## EXERCISE GOAL
Reply with every entry, repeated exactly as given.

┌──

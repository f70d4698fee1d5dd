//! Drives analysis sessions: mode selection, the turn loop, tool dispatch,
//! and fallback from agentic to classic.

pub mod orchestrator;
pub mod pipeline;
pub mod remote_planner;
pub mod retry;

pub use orchestrator::{
    AnalysisReport, Orchestrator, OrchestratorConfig, SessionOutcome, SessionReport,
};
pub use pipeline::{
    derive_hypothesis, ClassicPipeline, ParamSource, PlannedCall, PlannedTurn, ResultBinding,
    Stage, StageCall, StateUpdate, TurnPlanner,
};
pub use remote_planner::RemotePlanner;
pub use retry::RetryPolicy;
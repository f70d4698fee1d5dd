//! Wiring from a prepared `TubeLensConfig` to a runnable orchestrator.

use std::sync::Arc;
use std::time::Duration;

use anyhow::{Context, Result};
use tracing::{info, warn};

use tubelens_agent::SessionManager;
use tubelens_config::{ToolsConfig, TubeLensConfig};
use tubelens_executor::{Orchestrator, OrchestratorConfig, RemotePlanner, RetryPolicy, TurnPlanner};
use tubelens_planner::ModeSelector;
use tubelens_routing::ModelRouter;
use tubelens_supervisor::ModelPricing;
use tubelens_tools::{AnalyticTool, RemoteTool, ToolRegistry};

/// Register a remote engine for every tool with a configured endpoint.
pub fn build_registry(tools: &ToolsConfig) -> Result<ToolRegistry> {
    let timeout = Duration::from_millis(tools.timeout_ms.unwrap_or(30_000));
    for name in tools.endpoints.keys() {
        if AnalyticTool::from_name(name).is_none() {
            warn!(tool = %name, "Endpoint configured for unknown tool; ignoring");
        }
    }

    let mut registry = ToolRegistry::new();
    for tool in AnalyticTool::ALL {
        let Some(endpoint) = tools.endpoint_for(tool.name()) else {
            continue;
        };
        let remote = RemoteTool::new(tool.name(), &endpoint, timeout)
            .with_context(|| format!("Failed to configure engine for {}", tool))?;
        registry.register(tool.definition(Arc::new(remote)));
    }
    info!(tools = registry.len(), "Tool registry ready");
    Ok(registry)
}

pub fn retry_policy(config: &TubeLensConfig) -> RetryPolicy {
    let d = RetryPolicy::default();
    let Some(retry) = &config.retry else { return d };
    RetryPolicy {
        max_attempts: retry.max_attempts.unwrap_or(d.max_attempts),
        base_delay_ms: retry.base_delay_ms.unwrap_or(d.base_delay_ms),
        backoff_factor: retry.backoff_factor.unwrap_or(d.backoff_factor),
        max_delay_ms: retry.max_delay_ms.unwrap_or(d.max_delay_ms),
        jitter: retry.jitter.unwrap_or(d.jitter),
    }
}

pub fn model_pricing(config: &TubeLensConfig) -> ModelPricing {
    config
        .pricing
        .iter()
        .fold(ModelPricing::default(), |pricing, (model, price)| {
            pricing.with_price(model.clone(), *price)
        })
}

pub fn build_orchestrator(config: &TubeLensConfig) -> Result<Orchestrator> {
    let registry = build_registry(&config.tools_config())?;

    let compaction = config.compaction.clone().unwrap_or_default();
    let sessions = SessionManager::with_compaction(
        compaction.keep_tool_calls.unwrap_or(tubelens_agent::KEEP_TOOL_CALLS),
        compaction.keep_patterns.unwrap_or(tubelens_agent::KEEP_PATTERNS),
    );

    let orchestrator_config = OrchestratorConfig {
        budget_caps: config.budget_caps(),
        retry: retry_policy(config),
        max_turns: config
            .agent_config()
            .max_turns
            .unwrap_or(OrchestratorConfig::default().max_turns),
        retain_sessions: false,
    };

    Ok(Orchestrator::new(Arc::new(registry), orchestrator_config)
        .with_sessions(sessions)
        .with_selector(ModeSelector::new(config.selector_config()))
        .with_router(ModelRouter::new(config.router_config()))
        .with_pricing(model_pricing(config)))
}

/// The remote agentic planner, when one is configured.
pub fn agentic_planner(config: &TubeLensConfig) -> Result<Option<Arc<dyn TurnPlanner>>> {
    let agent = config.agent_config();
    let Some(endpoint) = agent.planner_endpoint.as_deref() else {
        return Ok(None);
    };
    let timeout = Duration::from_millis(agent.timeout_ms.unwrap_or(60_000));
    let mut planner = RemotePlanner::new(endpoint, timeout)?;
    if let Some(key) = agent.api_key.filter(|k| !k.is_empty()) {
        planner = planner.with_api_key(key);
    }
    Ok(Some(Arc::new(planner)))
}
//! Orchestrator Event Logger
//!
//! Structured events (tool calls, model switches, fallbacks, errors) emitted
//! through `tracing` under the `orchestrator_events` target, so the JSON file
//! layer writes them as NDJSON.

use chrono::{DateTime, Utc};
use serde::Serialize;
use tracing::info;

use crate::redact::redact_sensitive_data;

#[derive(Debug, Clone, PartialEq, Serialize)]
#[serde(tag = "type", rename_all = "snake_case")]
pub enum OrchestratorEvent {
    ToolCall {
        tool_name: String,
        params_json: String,
        success: bool,
        cached: bool,
        duration_ms: u64,
    },
    ModelSwitch {
        from: String,
        to: String,
        reason: String,
    },
    Fallback {
        from_mode: String,
        reason: String,
        fallback_session_id: String,
    },
    Error {
        context: String,
        error_msg: String,
        recoverable: bool,
    },
}

#[derive(Debug, Clone, Serialize)]
pub struct EventLogEntry {
    pub session_id: String,
    pub timestamp: DateTime<Utc>,
    pub event: OrchestratorEvent,
}

pub struct EventLogger;

impl EventLogger {
    /// Redacts free-text fields, then emits the event. Returns the entry as logged.
    pub fn log_event(session_id: &str, mut event: OrchestratorEvent) -> EventLogEntry {
        match &mut event {
            OrchestratorEvent::ToolCall { params_json, .. } => {
                *params_json = redact_sensitive_data(params_json);
            }
            OrchestratorEvent::Fallback { reason, .. }
            | OrchestratorEvent::ModelSwitch { reason, .. } => {
                *reason = redact_sensitive_data(reason);
            }
            OrchestratorEvent::Error { error_msg, .. } => {
                *error_msg = redact_sensitive_data(error_msg);
            }
        }

        let entry = EventLogEntry {
            session_id: session_id.into(),
            timestamp: Utc::now(),
            event,
        };

        match serde_json::to_string(&entry) {
            Ok(json) => info!(target: "orchestrator_events", session_id = %session_id, event = %json, "Orchestrator event"),
            Err(_) => info!(target: "orchestrator_events", session_id = %session_id, event = ?entry, "Orchestrator event"),
        }
        entry
    }
}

└──

## EXPECTED ANSWER
repository f70d4698fee1d5dd
//! Drives analysis sessions: mode selection, the turn loop, tool dispatch,
//! and fallback from agentic to classic.

pub mod orchestrator;
pub mod pipeline;
pub mod remote_planner;
pub mod retry;

pub use orchestrator::{
    AnalysisReport, Orchestrator, OrchestratorConfig, SessionOutcome, SessionReport,
};
pub use pipeline::{
    derive_hypothesis, ClassicPipeline, ParamSource, PlannedCall, PlannedTurn, ResultBinding,
    Stage, StageCall, StateUpdate, TurnPlanner,
};
pub use remote_planner::RemotePlanner;
pub use retry::RetryPolicy;
repository f70d4698fee1d5dd
//! Wiring from a prepared `TubeLensConfig` to a runnable orchestrator.

use std::sync::Arc;
use std::time::Duration;

use anyhow::{Context, Result};
use tracing::{info, warn};

use tubelens_agent::SessionManager;
use tubelens_config::{ToolsConfig, TubeLensConfig};
use tubelens_executor::{Orchestrator, OrchestratorConfig, RemotePlanner, RetryPolicy, TurnPlanner};
use tubelens_planner::ModeSelector;
use tubelens_routing::ModelRouter;
use tubelens_supervisor::ModelPricing;
use tubelens_tools::{AnalyticTool, RemoteTool, ToolRegistry};

/// Register a remote engine for every tool with a configured endpoint.
pub fn build_registry(tools: &ToolsConfig) -> Result<ToolRegistry> {
    let timeout = Duration::from_millis(tools.timeout_ms.unwrap_or(30_000));
    for name in tools.endpoints.keys() {
        if AnalyticTool::from_name(name).is_none() {
            warn!(tool = %name, "Endpoint configured for unknown tool; ignoring");
        }
    }

    let mut registry = ToolRegistry::new();
    for tool in AnalyticTool::ALL {
        let Some(endpoint) = tools.endpoint_for(tool.name()) else {
            continue;
        };
        let remote = RemoteTool::new(tool.name(), &endpoint, timeout)
            .with_context(|| format!("Failed to configure engine for {}", tool))?;
        registry.register(tool.definition(Arc::new(remote)));
    }
    info!(tools = registry.len(), "Tool registry ready");
    Ok(registry)
}

pub fn retry_policy(config: &TubeLensConfig) -> RetryPolicy {
    let d = RetryPolicy::default();
    let Some(retry) = &config.retry else { return d };
    RetryPolicy {
        max_attempts: retry.max_attempts.unwrap_or(d.max_attempts),
        base_delay_ms: retry.base_delay_ms.unwrap_or(d.base_delay_ms),
        backoff_factor: retry.backoff_factor.unwrap_or(d.backoff_factor),
        max_delay_ms: retry.max_delay_ms.unwrap_or(d.max_delay_ms),
        jitter: retry.jitter.unwrap_or(d.jitter),
    }
}

pub fn model_pricing(config: &TubeLensConfig) -> ModelPricing {
    config
        .pricing
        .iter()
        .fold(ModelPricing::default(), |pricing, (model, price)| {
            pricing.with_price(model.clone(), *price)
        })
}

pub fn build_orchestrator(config: &TubeLensConfig) -> Result<Orchestrator> {
    let registry = build_registry(&config.tools_config())?;

    let compaction = config.compaction.clone().unwrap_or_default();
    let sessions = SessionManager::with_compaction(
        compaction.keep_tool_calls.unwrap_or(tubelens_agent::KEEP_TOOL_CALLS),
        compaction.keep_patterns.unwrap_or(tubelens_agent::KEEP_PATTERNS),
    );

    let orchestrator_config = OrchestratorConfig {
        budget_caps: config.budget_caps(),
        retry: retry_policy(config),
        max_turns: config
            .agent_config()
            .max_turns
            .unwrap_or(OrchestratorConfig::default().max_turns),
        retain_sessions: false,
    };

    Ok(Orchestrator::new(Arc::new(registry), orchestrator_config)
        .with_sessions(sessions)
        .with_selector(ModeSelector::new(config.selector_config()))
        .with_router(ModelRouter::new(config.router_config()))
        .with_pricing(model_pricing(config)))
}

/// The remote agentic planner, when one is configured.
pub fn agentic_planner(config: &TubeLensConfig) -> Result<Option<Arc<dyn TurnPlanner>>> {
    let agent = config.agent_config();
    let Some(endpoint) = agent.planner_endpoint.as_deref() else {
        return Ok(None);
    };
    let timeout = Duration::from_millis(agent.timeout_ms.unwrap_or(60_000));
    let mut planner = RemotePlanner::new(endpoint, timeout)?;
    if let Some(key) = agent.api_key.filter(|k| !k.is_empty()) {
        planner = planner.with_api_key(key);
    }
    Ok(Some(Arc::new(planner)))
}
//! Orchestrator Event Logger
//!
//! Structured events (tool calls, model switches, fallbacks, errors) emitted
//! through `tracing` under the `orchestrator_events` target, so the JSON file
//! layer writes them as NDJSON.

use chrono::{DateTime, Utc};
use serde::Serialize;
use tracing::info;

use crate::redact::redact_sensitive_data;

#[derive(Debug, Clone, PartialEq, Serialize)]
#[serde(tag = "type", rename_all = "snake_case")]
pub enum OrchestratorEvent {
    ToolCall {
        tool_name: String,
        params_json: String,
        success: bool,
        cached: bool,
        duration_ms: u64,
    },
    ModelSwitch {
        from: String,
        to: String,
        reason: String,
    },
    Fallback {
        from_mode: String,
        reason: String,
        fallback_session_id: String,
    },
    Error {
        context: String,
        error_msg: String,
        recoverable: bool,
    },
}

#[derive(Debug, Clone, Serialize)]
pub struct EventLogEntry {
    pub session_id: String,
    pub timestamp: DateTime<Utc>,
    pub event: OrchestratorEvent,
}

pub struct EventLogger;

impl EventLogger {
    /// Redacts free-text fields, then emits the event. Returns the entry as logged.
    pub fn log_event(session_id: &str, mut event: OrchestratorEvent) -> EventLogEntry {
        match &mut event {
            OrchestratorEvent::ToolCall { params_json, .. } => {
                *params_json = redact_sensitive_data(params_json);
            }
            OrchestratorEvent::Fallback { reason, .. }
            | OrchestratorEvent::ModelSwitch { reason, .. } => {
                *reason = redact_sensitive_data(reason);
            }
            OrchestratorEvent::Error { error_msg, .. } => {
                *error_msg = redact_sensitive_data(error_msg);
            }
        }

        let entry = EventLogEntry {
            session_id: session_id.into(),
            timestamp: Utc::now(),
            event,
        };

        match serde_json::to_string(&entry) {
            Ok(json) => info!(target: "orchestrator_events", session_id = %session_id, event = %json, "Orchestrator event"),
            Err(_) => info!(target: "orchestrator_events", session_id = %session_id, event = ?entry, "Orchestrator event"),
        }
        entry
    }
}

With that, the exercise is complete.